I started something I now call ‘BreathChamps’ with about 30 parents and children at a community Halloween Party in a challenging part of Salford. I reckoned if it worked there it would work anywhere. I had a wolf glove puppet and sang ‘Who’s Afraid of the Big Bad Wolf’ at the top of my voice. And the children joined in and helped the wolf (who had asthma) when he couldn't blow down the house of straw for coughing. Most either had or knew a child with asthma and correctly identified that he needed a blue inhaler to stop him coughing. Children fell over themselves to give the wolf his inhaler correctly through a spacer, in front of everyone.
Then we added the missing preventer when he couldn't blow down the house of sticks – more inhaler technique practice followed. And then he had an acute asthma attack after inhaling smoke when climbing down the chimney in the house of bricks. The parents and children learned that they needed to call an ambulance and give the Big Bad Wolf ten puffs of reliever inhaler, whilst sitting him up and keeping him calm.

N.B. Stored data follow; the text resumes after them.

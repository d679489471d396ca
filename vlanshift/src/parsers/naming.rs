//! Interface name normalization.

/// Short interface type → full IOS interface type.
const ABBREVIATIONS: &[(&str, &str)] = &[
    ("Twe", "TwentyFiveGigE"),
    ("Tw", "TwoGigabitEthernet"),
    ("Te", "TenGigabitEthernet"),
    ("Gi", "GigabitEthernet"),
    ("Fa", "FastEthernet"),
    ("Fo", "FortyGigabitEthernet"),
    ("Hu", "HundredGigE"),
    ("Fi", "FiveGigabitEthernet"),
    ("Et", "Ethernet"),
    ("Po", "Port-channel"),
    ("Vl", "Vlan"),
    ("Lo", "Loopback"),
    ("Tu", "Tunnel"),
];

/// Expand a short interface name (`Gi1/0/1`) to its full form
/// (`GigabitEthernet1/0/1`). Full names pass through unchanged.
pub fn expand_interface_name(name: &str) -> String {
    let split = name
        .find(|c: char| c.is_ascii_digit())
        .unwrap_or(name.len());
    let (kind, rest) = name.split_at(split);

    ABBREVIATIONS
        .iter()
        .find(|(short, _)| kind.eq_ignore_ascii_case(short))
        .map(|(_, full)| format!("{full}{rest}"))
        .unwrap_or_else(|| name.to_string())
}
//! Error types for vlanshift.

use std::io;
use std::path::PathBuf;
use std::time::Duration;

use thiserror::Error;

/// Main error type for vlanshift operations.
#[derive(Error, Debug)]
pub enum Error {
    /// SSH transport-level errors
    #[error("Transport error: {0}")]
    Transport(#[from] TransportError),

    /// Channel operation errors
    #[error("Channel error: {0}")]
    Channel(#[from] ChannelError),

    /// Driver-level errors
    #[error("Driver error: {0}")]
    Driver(#[from] DriverError),

    /// Platform errors
    #[error("Platform error: {0}")]
    Platform(#[from] PlatformError),

    /// Testbed / inventory errors
    #[error("Inventory error: {0}")]
    Inventory(#[from] InventoryError),

    /// CLI output that could not be turned into structured data
    #[error("Parse error: {0}")]
    Parse(#[from] ParseError),

    /// One or more devices stopped on an error during a run
    #[error("Run failed on {}", .devices.join(", "))]
    RunFailed { devices: Vec<String> },
}

/// Transport layer errors (SSH connection, authentication).
#[derive(Error, Debug)]
pub enum TransportError {
    /// SSH handshake or protocol error
    #[error("SSH error: {0}")]
    Ssh(#[from] russh::Error),

    /// Authentication failed
    #[error("Authentication failed for user '{user}'")]
    AuthenticationFailed { user: String },

    /// The host is not in known_hosts and strict checking is enabled
    #[error("Host key for {host}:{port} is not known")]
    HostKeyUnknown { host: String, port: u16 },

    /// The host key does not match the known_hosts entry
    #[error("Host key for {host}:{port} changed (known_hosts line {line})")]
    HostKeyChanged { host: String, port: u16, line: usize },

    /// known_hosts could not be read or written
    #[error("known_hosts error: {0}")]
    KnownHosts(String),

    /// Connection attempt timed out
    #[error("Connection timed out after {0:?}")]
    Timeout(Duration),

    /// I/O error
    #[error("I/O error: {0}")]
    Io(#[from] io::Error),
}

/// Channel layer errors (pattern matching, PTY operations).
#[derive(Error, Debug)]
pub enum ChannelError {
    /// Pattern matching timed out
    #[error("Pattern not found within {0:?}")]
    PatternTimeout(Duration),

    /// Channel closed unexpectedly
    #[error("Channel closed")]
    Closed,

    /// SSH protocol error on the channel
    #[error("Channel SSH error: {0}")]
    Ssh(russh::Error),

    /// Invalid regex pattern
    #[error("Invalid regex pattern: {0}")]
    InvalidPattern(#[from] regex::Error),
}

/// Driver layer errors (command execution, privilege escalation).
#[derive(Error, Debug)]
pub enum DriverError {
    /// Driver not connected
    #[error("Driver not connected - call open() first")]
    NotConnected,

    /// Driver already connected
    #[error("Driver already connected")]
    AlreadyConnected,

    /// The device reported an error for a command
    #[error("Command '{command}' failed: {message}")]
    CommandFailed { command: String, message: String },

    /// Failed to acquire target privilege level
    #[error("Failed to acquire privilege level '{target}'")]
    PrivilegeAcquisitionFailed { target: String },

    /// Invalid configuration in the driver builder
    #[error("Invalid configuration: {message}")]
    InvalidConfig { message: String },

    /// Unknown privilege level detected
    #[error("Unknown privilege level from prompt: '{prompt}'")]
    UnknownPrivilege { prompt: String },

    /// No path found between privilege levels
    #[error("No path from privilege '{from}' to '{to}'")]
    NoPrivilegePath { from: String, to: String },
}

/// Platform definition errors.
#[derive(Error, Debug)]
pub enum PlatformError {
    /// Invalid platform definition
    #[error("Invalid platform definition: {message}")]
    InvalidDefinition { message: String },

    /// No built-in platform for this OS name
    #[error("Unsupported platform '{name}'")]
    Unsupported { name: String },
}

/// Testbed loading and lookup errors.
#[derive(Error, Debug)]
pub enum InventoryError {
    /// Testbed or plan file could not be read
    #[error("Cannot read {path}: {source}")]
    Read {
        path: PathBuf,
        #[source]
        source: io::Error,
    },

    /// Testbed or plan YAML is malformed
    #[error("Malformed YAML: {0}")]
    Yaml(#[from] serde_yaml::Error),

    /// A device has no usable connection
    #[error("Device '{device}' has no connection with an address")]
    NoConnection { device: String },

    /// Neither the device nor the testbed defines credentials
    #[error("Device '{device}' has no credentials")]
    NoCredentials { device: String },

    /// The device OS has no platform definition
    #[error("Device '{device}' uses unsupported os '{os}'")]
    UnsupportedPlatform { device: String, os: String },
}

/// Structured parsing errors.
#[derive(Error, Debug)]
pub enum ParseError {
    /// Expected content was missing from the output
    #[error("'{command}' output has no {what}")]
    Missing { command: String, what: String },

    /// A numeric field did not parse
    #[error("Invalid number '{value}' in '{command}' output")]
    InvalidNumber { command: String, value: String },

    /// The TextFSM template could not be compiled or run
    #[error("Template for '{command}' failed: {message}")]
    Template { command: String, message: String },
}

/// Result type alias using vlanshift's Error.
pub type Result<T> = std::result::Result<T, Error>;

The fifth priority for the People’s Powerhouse is stronger collaboration. When Lord Adebowale says ‘I want to see more collaboration and delivering services differently’ to me this is about the democratisation of health knowledge and to view communities as assets. Some, like me, know the clinical stuff; parents, children and communities have the lived experience and their own tips and tricks.
A productive North is one where our children and families know how to manage long term conditions to attend school, achieve and gain meaningful employment. People helping people also brings wellbeing by giving meaning, purpose and confidence.
We need to design a relationship not just a service when it comes to sharing health messages. Parents want first and foremost for their child to be happy and to have fun – so where possible we need to redesign asthma reviews into enjoyable spaces that become a destination, not a chore; so group consultations become ’asthma parties’.
My aim is for BreathChamps to become a social movement, where stories are shared across the North of England and in so doing our children are kept safe by the whole community.
Heather Henry, Queen’s Nurse, is a nurse entrepreneur and founder of BreathChamps.